HIV; breast neoplasms; case reports; incidence

CASE REPORT

Breast cancer in a cohort of human immunodeficiency virus (HIV)-infected women from Rio de Janeiro, Brazil: a cases series report and an incidence rate estimate

Angela Cristina Vasconcelos de AndradeI; Paula Mendes LuzII; Valdiléa Gonçalves VelosoII; Sandra Wagner CardosoI; Ronaldo Ismerio MoreiraIII; Beatriz GrinsztejnII; Ruth Khalili FriedmanII

IMD, MSc, Instituto de Pesquisa Clínica Evandro Chagas, Fundação Oswaldo Cruz, RJ, Brazil

IIMD, PhD, Instituto de Pesquisa Clínica Evandro Chagas, Fundação Oswaldo Cruz, RJ, Brazil

IIIBSc, Instituto de Pesquisa Clínica Evandro Chagas, Fundação Oswaldo Cruz, RJ, Brazil

Correspondence to Correspondence to: Beatriz Grinsztejn Avenida Brasil, 4365 Manguinhos 21040-360, Rio de Janeiro, RJ Brazil beatriz.grinsztejn@gmail.com

ABSTRACT

Highly active antiretroviral therapy (HAART) has changed the morbidity pattern affecting HIV-infected individuals to include non-AIDS-defining cancers. We describe the breast cancer cases occurring in a cohort of 860 HIV-infected women followed in Rio de Janeiro, Brazil, and estimate the incidence rate of breast cancer for this population. Nine cases were identified; median age at diagnosis was 46 years. Median survival after breast cancer diagnosis was 12 months. Breast cancer diagnosis was made within 2 to 15 years of HIV-infection diagnosis. At breast cancer diagnosis, CD4 counts ranged from 135 to 782 cells/mm3; six women were receiving HAART. Histological analysis indicated infiltrating ductal carcinoma in all cases.
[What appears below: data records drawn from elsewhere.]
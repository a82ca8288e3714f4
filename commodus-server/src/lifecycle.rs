//! Lifecycle manager and event handling.
//!
//! `Gatekeeper` owns the ledger, the status reporter and the tally config.
//! Opening a proposal (or pushing a new head) creates a fresh record for that
//! revision and reports pending; closing deletes every record of the proposal;
//! comments and reviews are parsed, tallied and reported.
//!
//! Per revision: absent -> pending -> (pending <-> pass) -> absent.

use std::sync::Arc;

use commodus_core::{
    apply_vote, parse_comment, parse_review, ApprovalRecord, Decision, NetVote, NoOpReason,
    ProposalEvent, RevisionHash, RevisionKey, TallyConfig, TallyOutcome, Threshold, UserId,
};
use tracing::{debug, error, info};

use crate::ledger::Ledger;
use crate::reporter::{StatusReport, StatusReporter};
use crate::store::StoreError;

pub const DEFAULT_STATUS_CONTEXT: &str = "commodus/approvals";

/// Why an event changed nothing.
#[derive(Debug, Clone, Copy, PartialEq, Eq)]
pub enum IgnoreReason {
    /// No record for this revision: never opened through this service, or
    /// already closed.
    NotTracked,
    NoOpVote(NoOpReason),
}

/// Result of handling one event.
#[derive(Debug, Clone, PartialEq, Eq)]
pub enum Handled {
    Opened {
        decision: Decision,
    },
    Closed {
        removed: usize,
    },
    Counted {
        approval_count: u32,
        threshold: Threshold,
        decision: Decision,
    },
    Ignored(IgnoreReason),
}

pub struct Gatekeeper {
    ledger: Ledger,
    reporter: Arc<dyn StatusReporter>,
    config: TallyConfig,
    context: String,
}

impl Gatekeeper {
    pub fn new(
        ledger: Ledger,
        reporter: Arc<dyn StatusReporter>,
        config: TallyConfig,
        context: impl Into<String>,
    ) -> Self {
        Self {
            ledger,
            reporter,
            config,
            context: context.into(),
        }
    }

    pub fn config(&self) -> &TallyConfig {
        &self.config
    }

    pub fn ledger(&self) -> &Ledger {
        &self.ledger
    }

    /// Handle one normalized event with the threshold resolved for this request.
    ///
    /// Only ledger failures are returned as errors; the event should then be
    /// redelivered. Status reporting failures are logged and swallowed.
    pub async fn handle(
        &self,
        event: ProposalEvent,
        threshold: Threshold,
    ) -> Result<Handled, StoreError> {
        info!(
            "Handling {} for {} (threshold {})",
            event.log_summary(),
            event.key(),
            threshold
        );

        match event {
            ProposalEvent::Opened {
                key,
                revision_hash,
                creator_id,
            } => self.on_opened(&key, revision_hash, creator_id, threshold).await,
            ProposalEvent::Closed { key } => self.on_closed(&key).await,
            ProposalEvent::CommentPosted {
                key,
                revision_hash,
                author_id,
                body,
            } => {
                let vote = parse_comment(&body, &self.config.tokens);
                self.on_vote(&key, &revision_hash, author_id, vote, threshold)
                    .await
            }
            ProposalEvent::ReviewSubmitted {
                key,
                revision_hash,
                author_id,
                verdict,
            } => {
                let vote = parse_review(verdict);
                self.on_vote(&key, &revision_hash, author_id, vote, threshold)
                    .await
            }
        }
    }

    /// Start tracking a revision with zero approvals and report pending.
    pub async fn on_opened(
        &self,
        key: &RevisionKey,
        revision_hash: RevisionHash,
        creator_id: UserId,
        threshold: Threshold,
    ) -> Result<Handled, StoreError> {
        let guard = self.ledger.lock(key).await;
        let record = ApprovalRecord::new(revision_hash.clone(), creator_id);
        guard.put(record).await?;

        info!(
            "Tracking {} at {} (creator {})",
            key,
            revision_hash.short(),
            creator_id
        );

        self.report(key, revision_hash, 0, threshold).await;
        Ok(Handled::Opened {
            decision: Decision::evaluate(0, threshold),
        })
    }

    /// Stop tracking every revision of a proposal.
    pub async fn on_closed(&self, key: &RevisionKey) -> Result<Handled, StoreError> {
        let removed = self.ledger.lock(key).await.delete_all().await?;
        info!("Closed {}: removed {} tracked revision(s)", key, removed);
        Ok(Handled::Closed { removed })
    }

    /// Current record for a revision; `None` means the event should be ignored.
    pub async fn lookup(
        &self,
        key: &RevisionKey,
        revision_hash: &RevisionHash,
    ) -> Result<Option<ApprovalRecord>, StoreError> {
        self.ledger.lookup(key, revision_hash).await
    }

    async fn on_vote(
        &self,
        key: &RevisionKey,
        revision_hash: &RevisionHash,
        voter: UserId,
        vote: NetVote,
        threshold: Threshold,
    ) -> Result<Handled, StoreError> {
        let guard = self.ledger.lock(key).await;

        let Some(record) = guard.get(revision_hash).await? else {
            info!(
                "Ignoring vote on {} at {}: revision not tracked",
                key,
                revision_hash.short()
            );
            guard.release().await;
            return Ok(Handled::Ignored(IgnoreReason::NotTracked));
        };

        match apply_vote(&record, voter, vote, threshold) {
            TallyOutcome::NoOp(reason) => {
                debug!(
                    "Vote {} from {} on {} at {} ignored: {}",
                    vote,
                    voter,
                    key,
                    revision_hash.short(),
                    reason
                );
                Ok(Handled::Ignored(IgnoreReason::NoOpVote(reason)))
            }
            TallyOutcome::Counted { record, decision } => {
                let approval_count = record.approval_count;
                guard.put(record).await?;

                info!(
                    "Counted {} from {} on {} at {}: {}/{} ({})",
                    vote,
                    voter,
                    key,
                    revision_hash.short(),
                    approval_count,
                    threshold,
                    decision
                );

                // Reported while still holding the proposal lock so that
                // statuses for one proposal are sent in ledger order.
                self.report(key, revision_hash.clone(), approval_count, threshold)
                    .await;

                Ok(Handled::Counted {
                    approval_count,
                    threshold,
                    decision,
                })
            }
        }
    }

    async fn report(
        &self,
        key: &RevisionKey,
        revision_hash: RevisionHash,
        approval_count: u32,
        threshold: Threshold,
    ) {
        let report = StatusReport::new(
            key.repo.clone(),
            revision_hash,
            approval_count,
            threshold,
            self.context.clone(),
        );

        if let Err(e) = self.reporter.report(&report).await {
            error!(
                "Failed to report {} status for {} at {}: {:#}",
                report.state,
                key,
                report.revision_hash.short(),
                e
            );
        }
    }
}
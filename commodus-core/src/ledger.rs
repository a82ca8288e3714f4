//! Vote ledger types.
//!
//! One `ApprovalRecord` is kept per revision of a proposal. Records for
//! superseded revisions are left in place until the proposal closes.

use serde::{Deserialize, Serialize};
use std::collections::BTreeSet;
use std::fmt;

/// Identifies a proposal: repository full name plus pull request number.
#[derive(Debug, Clone, PartialEq, Eq, Hash, PartialOrd, Ord, Serialize, Deserialize)]
pub struct RevisionKey {
    pub repo: String,
    pub number: u64,
}

impl RevisionKey {
    pub fn new(repo: impl Into<String>, number: u64) -> Self {
        Self {
            repo: repo.into(),
            number,
        }
    }
}

impl fmt::Display for RevisionKey {
    fn fmt(&self, f: &mut fmt::Formatter<'_>) -> fmt::Result {
        write!(f, "{}:{}", self.repo, self.number)
    }
}

/// Newtype for the revision (commit SHA) a record tracks.
#[derive(Debug, Clone, PartialEq, Eq, Hash, PartialOrd, Ord, Serialize, Deserialize)]
#[serde(transparent)]
pub struct RevisionHash(pub String);

impl RevisionHash {
    /// Returns a truncated hash for display (first 7 characters).
    pub fn short(&self) -> &str {
        let end = self
            .0
            .char_indices()
            .nth(7)
            .map(|(i, _)| i)
            .unwrap_or(self.0.len());
        &self.0[..end]
    }

    pub fn as_str(&self) -> &str {
        &self.0
    }
}

impl fmt::Display for RevisionHash {
    fn fmt(&self, f: &mut fmt::Formatter<'_>) -> fmt::Result {
        write!(f, "{}", self.0)
    }
}

impl From<String> for RevisionHash {
    fn from(s: String) -> Self {
        Self(s)
    }
}

impl From<&str> for RevisionHash {
    fn from(s: &str) -> Self {
        Self(s.to_string())
    }
}

/// Newtype for a GitHub user id.
#[derive(Debug, Clone, Copy, PartialEq, Eq, Hash, PartialOrd, Ord, Serialize, Deserialize)]
#[serde(transparent)]
pub struct UserId(pub u64);

impl fmt::Display for UserId {
    fn fmt(&self, f: &mut fmt::Formatter<'_>) -> fmt::Result {
        write!(f, "{}", self.0)
    }
}

impl From<u64> for UserId {
    fn from(id: u64) -> Self {
        Self(id)
    }
}

/// Tracked vote state for one revision of a proposal.
#[derive(Debug, Clone, PartialEq, Eq, Serialize, Deserialize)]
pub struct ApprovalRecord {
    pub revision_hash: RevisionHash,
    pub approval_count: u32,
    /// Users whose vote has already been counted for this revision.
    pub voters: BTreeSet<UserId>,
    pub creator_id: UserId,
}

impl ApprovalRecord {
    /// A fresh record: no approvals, nobody has voted.
    pub fn new(revision_hash: impl Into<RevisionHash>, creator_id: UserId) -> Self {
        Self {
            revision_hash: revision_hash.into(),
            approval_count: 0,
            voters: BTreeSet::new(),
            creator_id,
        }
    }

    pub fn is_creator(&self, user: UserId) -> bool {
        self.creator_id == user
    }

    pub fn has_voted(&self, user: UserId) -> bool {
        self.voters.contains(&user)
    }
}
use anyhow::{anyhow, Context, Result};
use async_trait::async_trait;
use commodus_core::RevisionHash;
use reqwest::Client;
use serde::{Deserialize, Serialize};
use std::time::Duration;
use tracing::{error, info};

use crate::reporter::{HeadResolver, StatusReport, StatusReporter};

pub const DEFAULT_API_URL: &str = "https://api.github.com";

const REQUEST_TIMEOUT: Duration = Duration::from_secs(30);

/// Minimal GitHub REST client: commit statuses and pull request lookup.
#[derive(Clone)]
pub struct GitHubClient {
    client: Client,
    api_url: String,
    token: String,
}

#[derive(Debug, Serialize)]
pub struct CreateStatusRequest<'a> {
    pub state: &'a str,
    pub description: &'a str,
    pub context: &'a str,
}

#[derive(Debug, Deserialize)]
pub struct PullRequestResponse {
    pub number: u64,
    pub head: PullRequestRefResponse,
    pub state: String,
}

#[derive(Debug, Deserialize)]
pub struct PullRequestRefResponse {
    pub sha: String,
    #[serde(rename = "ref")]
    pub ref_name: String,
}

impl GitHubClient {
    pub fn new(api_url: impl Into<String>, token: impl Into<String>) -> Result<Self> {
        let client = create_github_client()?;
        Ok(Self {
            client,
            api_url: api_url.into().trim_end_matches('/').to_string(),
            token: token.into(),
        })
    }

    fn status_url(&self, repo: &str, sha: &str) -> String {
        format!("{}/repos/{}/statuses/{}", self.api_url, repo, sha)
    }

    fn pull_request_url(&self, repo: &str, pr_number: u64) -> String {
        format!("{}/repos/{}/pulls/{}", self.api_url, repo, pr_number)
    }

    pub async fn create_status(&self, report: &StatusReport) -> Result<()> {
        let url = self.status_url(&report.repo, report.revision_hash.as_str());
        let state = report.state.to_string();
        let request = CreateStatusRequest {
            state: &state,
            description: &report.description,
            context: &report.context,
        };

        info!(
            "Setting {} status on {}@{}: {}",
            state,
            report.repo,
            report.revision_hash.short(),
            report.description
        );

        let response = self
            .client
            .post(&url)
            .header("Authorization", format!("Bearer {}", self.token))
            .header("Accept", "application/vnd.github.v3+json")
            .json(&request)
            .send()
            .await
            .context("Failed to send create status request")?;

        if !response.status().is_success() {
            let status = response.status();
            let error_text = response
                .text()
                .await
                .context("Failed to read error response body")?;
            error!(
                "GitHub API error creating status: {} - {}",
                status, error_text
            );
            return Err(anyhow!(
                "GitHub API error creating status: {} - {}",
                status,
                error_text
            ));
        }

        Ok(())
    }

    pub async fn get_pull_request(&self, repo: &str, pr_number: u64) -> Result<PullRequestResponse> {
        let url = self.pull_request_url(repo, pr_number);

        info!("Fetching PR #{} from {}", pr_number, repo);

        let response = self
            .client
            .get(&url)
            .header("Authorization", format!("Bearer {}", self.token))
            .header("Accept", "application/vnd.github.v3+json")
            .send()
            .await
            .context("Failed to send get pull request request")?;

        if !response.status().is_success() {
            let status = response.status();
            let error_text = response
                .text()
                .await
                .context("Failed to read error response body")?;
            error!("GitHub API error fetching PR: {} - {}", status, error_text);
            return Err(anyhow!(
                "GitHub API error fetching PR: {} - {}",
                status,
                error_text
            ));
        }

        let pr_response: PullRequestResponse = response
            .json()
            .await
            .context("Failed to parse pull request response")?;

        info!(
            "Fetched PR #{} (head: {} on {}, state: {})",
            pr_response.number, pr_response.head.sha, pr_response.head.ref_name, pr_response.state
        );

        Ok(pr_response)
    }
}

#[async_trait]
impl StatusReporter for GitHubClient {
    async fn report(&self, report: &StatusReport) -> Result<()> {
        self.create_status(report).await
    }
}

#[async_trait]
impl HeadResolver for GitHubClient {
    async fn head_sha(&self, repo: &str, number: u64) -> Result<RevisionHash> {
        let pr = self.get_pull_request(repo, number).await?;
        Ok(RevisionHash(pr.head.sha))
    }
}

pub fn create_github_client() -> Result<Client> {
    Client::builder()
        .user_agent(concat!("commodus/", env!("CARGO_PKG_VERSION")))
        .timeout(REQUEST_TIMEOUT)
        .build()
        .context("Failed to create HTTP client")
}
The incidence rate of breast cancer was 133 cases per 100,000 persons-year. Patients from our case series were late diagnosed with breast cancer and thus suffered from worse prognosis. Strategies targeting earlier diagnosis and prompt initiation of treatment are needed.

Keywords: HIV; breast neoplasms; case reports; incidence.

INTRODUCTION

Worldwide, since the introduction of highly active antiretroviral therapy (HAART), the life expectancy of HIV-infected individuals has increased while the incidence of both opportunistic infections and AIDS-defining cancers has dramatically decreased.1-3 A new morbidity pattern has emerged which includes complications associated with treatment toxicity, coinfections (in particular hepatitis B and C), cardiovascular diseases, bacterial infections and non-AIDS-defining cancers.4,5

Breast cancer, a non-AIDS-defining malignancy, has not been shown to occur with greater incidence among HIV-infected women when compared to the general female population.3,6-8 Although it has been suggested that breast cancer in the setting of HIV disease has a more aggressive clinical course and poorer outcome,9,10 these findings are controversial.11,12

Treatment decisions in patients with HIV and breast cancer are complicated by the risk of immunological and hematological toxicities and by the complex drug interactions between chemotherapeutic agents and HAART. There is also the possibility for the progression of HIV disease in the setting of cytotoxic therapy. Breast cancer case series have been reported in the literature,10-14 but more information is needed in order to better understand the interactions between the two diseases.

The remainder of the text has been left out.